Bericht der Internationalen Unterrichtskommission
 
Berliner Psychoanalytisches Institut 
September 1932 bis Juli 1934

 
1. Bewegung der Hörerzahl.
2. Arbeit in den Seminaren.
3. Die Ausbildungskandidaten.
4. Lehr- und Kontrollanalytiker.
5. Unterrichtsausschuß.
7. Zahl der poliklinischen Patienten.
 
1. Hörerzahl

Die Einwirkung der veränderten äußeren Verhältnisse und des Weggangs einer Reihe prominenter Lehrkräfte (siehe 6) zeigte sich am stärksten in dem Absinken der Zahl der Hörer des Institutes. Die absolute Hörerzahl, die im Jahre 1932 im Durchschnitt der drei Quartale etwa 130 pro Quartal betrug, zeigte 1933 im Durchschnitt etwa 63, und zeigt für die ersten beiden Quartale 1934 ein weiteres Absinken.
Eine Übersicht über die Hörerzahlen ab Quartal Oktober bis Dezember 1929 ergibt die folgende Tabelle: 

              Absolute Hörerzahlen

Jahr Jänner-März April-Juni Oktober-Dezember
1929 - - 116
 1930 118 83  153
 1931  132  111  222
 1932  164  107  138
 1933  104  64  39
1934  34  32  -


2. Arbeit in den Seminaren

Das Absinken der Zahl der Hörer der Institutskurse hat auf die Intensität der Arbeit in den einzelnen Kursen keinen Einfluß. Von dem Absinken der Hörerzahl sind im übrigen wesentlich nur die Vorlesungen, in denen außer den Ausbildungskandidaten auch andere als Hörer teilnehmen dürfen, betroffen. In den Seminaren, in denen von jeher das Schwergewicht der Ausbildung lag, ist die Zahl der Teilnehmer bereits immer beschränkt gewesen und daher der Rückgang der Teilnehmerzahl nicht auffällig. Das Interesse und der Fleiß der Teilnehmer sind ausgezeichnet, es wird intensiv gearbeitet, sowohl in den technischen Seminaren (in denen die praktischen Fälle der Ausbildungskandidaten besprochen werden) als in den Seminaren über Freuds „Schriften zur Technik“, über Freuds „Theoretische Schriften“, über die „Krankengeschichten“ und die „Drei Abhandlungen“, als auch in den pädagogischen Seminaren und in dem von den Herren Boehm und v. Sydow geleiteten ethnologischen Seminar.

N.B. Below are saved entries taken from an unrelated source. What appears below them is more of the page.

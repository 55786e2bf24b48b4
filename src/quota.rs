//! # Resource Quotas
//!
//! Hard limits checked before rendering starts and re-checked while frames are produced.
//! A violated quota always aborts the request; output is never silently truncated.

use serde::Serialize;
use tracing::warn;

use crate::composition::plan::RenderPlan;
use crate::config::QuotaConfig;
use crate::error::{QuotaError, Result};
use crate::frame::CanonicalBuffer;
use crate::project::Project;

/// Which entry point a render is for. Only full renders consume session storage.
#[derive(Debug, Clone, Copy, PartialEq, Eq)]
pub enum RenderMode {
    Preview,
    Full,
}

/// Storage usage of a session against its limit
#[derive(Debug, Clone, Copy, PartialEq, Serialize)]
pub struct StorageReport {
    pub used: u64,
    pub limit: u64,
    pub remaining: u64,
    pub percentage: f64,
}

/// Enforces `QuotaConfig` limits
#[derive(Debug, Clone)]
pub struct QuotaGuard {
    quotas: QuotaConfig,
}

impl QuotaGuard {
    pub fn new(quotas: QuotaConfig) -> Self {
        Self { quotas }
    }

    pub fn quotas(&self) -> &QuotaConfig {
        &self.quotas
    }

    /// All checks that can run once the canvas and plan are known, before any pixel work
    pub fn check(
        &self,
        project: &Project,
        canvas: (u32, u32),
        plan: &RenderPlan,
        mode: RenderMode,
        storage_used: u64,
    ) -> Result<()> {
        self.check_frame_count(project.frames.len())?;
        self.check_dimensions(canvas.0, canvas.1)?;
        self.check_decoded_memory(plan.referenced_sources().len(), plan.len(), canvas)?;
        if mode == RenderMode::Full {
            self.check_storage(storage_used, 0)?;
        }
        Ok(())
    }

    pub fn check_frame_count(&self, count: usize) -> Result<()> {
        if count > self.quotas.max_frames {
            warn!("Frame count {} exceeds max frames {}", count, self.quotas.max_frames);
            return Err(QuotaError::TooManyFrames { count, max: self.quotas.max_frames }.into());
        }
        Ok(())
    }

    pub fn check_dimensions(&self, width: u32, height: u32) -> Result<()> {
        let max = self.quotas.max_dimension;
        if width > max || height > max {
            warn!("Dimensions {}x{} exceed max dimension {}", width, height, max);
            return Err(QuotaError::DimensionsTooLarge { width, height, max }.into());
        }
        Ok(())
    }

    /// Decoded sources plus every rendered output step are held in memory at once
    pub fn check_decoded_memory(&self, sources: usize, steps: usize, canvas: (u32, u32)) -> Result<()> {
        let per_buffer = CanonicalBuffer::byte_size(canvas.0, canvas.1);
        let bytes = per_buffer.saturating_mul((sources + steps) as u64);
        if bytes > self.quotas.max_decoded_bytes {
            warn!("Projected decoded memory {} bytes exceeds bound {}", bytes, self.quotas.max_decoded_bytes);
            return Err(QuotaError::DecodedMemory { bytes, max: self.quotas.max_decoded_bytes }.into());
        }
        Ok(())
    }

    pub fn check_output_size(&self, bytes: u64) -> Result<()> {
        if bytes > self.quotas.max_output_size {
            warn!("Output size {} exceeds max output size {}", bytes, self.quotas.max_output_size);
            return Err(QuotaError::OutputTooLarge { bytes, max: self.quotas.max_output_size }.into());
        }
        Ok(())
    }

    /// A session already at its limit cannot store anything, even zero new bytes
    pub fn check_storage(&self, used: u64, requested: u64) -> Result<()> {
        let max = self.quotas.max_total_storage;
        let exceeded = if requested == 0 {
            used >= max
        } else {
            used.saturating_add(requested) > max
        };

        if exceeded {
            warn!("Session storage {} + {} exceeds quota {}", used, requested, max);
            return Err(QuotaError::StorageExceeded { used, requested, max }.into());
        }
        Ok(())
    }

    /// Whether an upload of `size` bytes may be accepted into a session using `used` bytes
    pub fn check_upload(&self, size: u64, used: u64) -> Result<()> {
        if size > self.quotas.max_upload_size {
            warn!("File size {} exceeds max upload size", size);
            return Err(QuotaError::UploadTooLarge { bytes: size, max: self.quotas.max_upload_size }.into());
        }
        self.check_storage(used, 0)?;
        self.check_storage(used, size)
    }

    pub fn storage_report(&self, used: u64) -> StorageReport {
        let limit = self.quotas.max_total_storage;
        StorageReport {
            used,
            limit,
            remaining: limit.saturating_sub(used),
            percentage: used as f64 / limit as f64 * 100.0,
        }
    }
}

#[cfg(test)]
mod tests {
    use super::*;
    use crate::composition::plan::TransitionPlanner;
    use crate::error::ForgeError;
    use crate::project::RenderSettings;

    fn guard() -> QuotaGuard {
        QuotaGuard::new(QuotaConfig::default())
    }

    fn project_with(frames: usize) -> Project {
        (0..frames).fold(Project::new("q", RenderSettings::default()), |p, i| {
            p.with_frame(format!("{}.png", i), 100)
        })
    }

    #[test]
    fn test_frame_limit_boundary() {
        let guard = guard();
        assert!(guard.check_frame_count(200).is_ok());
        assert!(matches!(
            guard.check_frame_count(201),
            Err(ForgeError::QuotaExceeded(QuotaError::TooManyFrames { count: 201, max: 200 }))
        ));
    }

    #[test]
    fn test_full_check_on_projects() {
        let guard = guard();
        for (frames, ok) in [(200, true), (201, false)] {
            let project = project_with(frames);
            let plan = TransitionPlanner::plan(&project.frames, &project.settings.transition);
            let result = guard.check(&project, (8, 8), &plan, RenderMode::Preview, 0);
            assert_eq!(result.is_ok(), ok, "{} frames", frames);
        }
    }

    #[test]
    fn test_dimension_limit() {
        let guard = guard();
        assert!(guard.check_dimensions(2000, 2000).is_ok());
        assert!(guard.check_dimensions(2001, 10).is_err());
        assert!(guard.check_dimensions(10, 2001).is_err());
    }

    #[test]
    fn test_decoded_memory_bound() {
        let guard = QuotaGuard::new(QuotaConfig { max_decoded_bytes: 1000, ..QuotaConfig::default() });
        // 5x5x4 = 100 bytes per buffer
        assert!(guard.check_decoded_memory(2, 8, (5, 5)).is_ok());
        assert!(guard.check_decoded_memory(2, 9, (5, 5)).is_err());
    }

    #[test]
    fn test_storage_only_checked_for_full_renders() {
        let guard = guard();
        let project = project_with(2);
        let plan = TransitionPlanner::plan(&project.frames, &project.settings.transition);
        let full_session = guard.quotas().max_total_storage;

        assert!(guard.check(&project, (8, 8), &plan, RenderMode::Preview, full_session).is_ok());
        assert!(guard.check(&project, (8, 8), &plan, RenderMode::Full, full_session).is_err());
        assert!(guard.check(&project, (8, 8), &plan, RenderMode::Full, full_session - 1).is_ok());
    }

    #[test]
    fn test_output_and_storage_limits() {
        let guard = guard();
        let max_output = guard.quotas().max_output_size;
        assert!(guard.check_output_size(max_output).is_ok());
        assert!(guard.check_output_size(max_output + 1).is_err());

        let max_storage = guard.quotas().max_total_storage;
        assert!(guard.check_storage(max_storage - 10, 10).is_ok());
        assert!(guard.check_storage(max_storage - 10, 11).is_err());
    }

    #[test]
    fn test_upload_checks() {
        let guard = guard();
        let max_upload = guard.quotas().max_upload_size;
        assert!(guard.check_upload(max_upload, 0).is_ok());
        assert!(matches!(
            guard.check_upload(max_upload + 1, 0),
            Err(ForgeError::QuotaExceeded(QuotaError::UploadTooLarge { .. }))
        ));
        let max_storage = guard.quotas().max_total_storage;
        assert!(guard.check_upload(1024, max_storage - 100).is_err());
    }

    #[test]
    fn test_storage_report() {
        let report = guard().storage_report(25 * 1024 * 1024);
        assert_eq!(report.remaining, 25 * 1024 * 1024);
        assert!((report.percentage - 50.0).abs() < 1e-9);
    }
}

3. Die Ausbildungskandidaten
Die Zahl der Ausbildungskandidaten ist von 34 im Herbst 1932 über 23 im November 1933 auf 18 im Juli 1934 gefallen. Die Zahl von 18 bedeutet unter den obwaltenden Verhältnissen eine immer noch respektable Größe.
Unter den 18 Ausbildungskandidaten der Liste vom Juli 1934 befinden sich noch 4 Ausbildungskandidaten der Liste vom Herbst 1932.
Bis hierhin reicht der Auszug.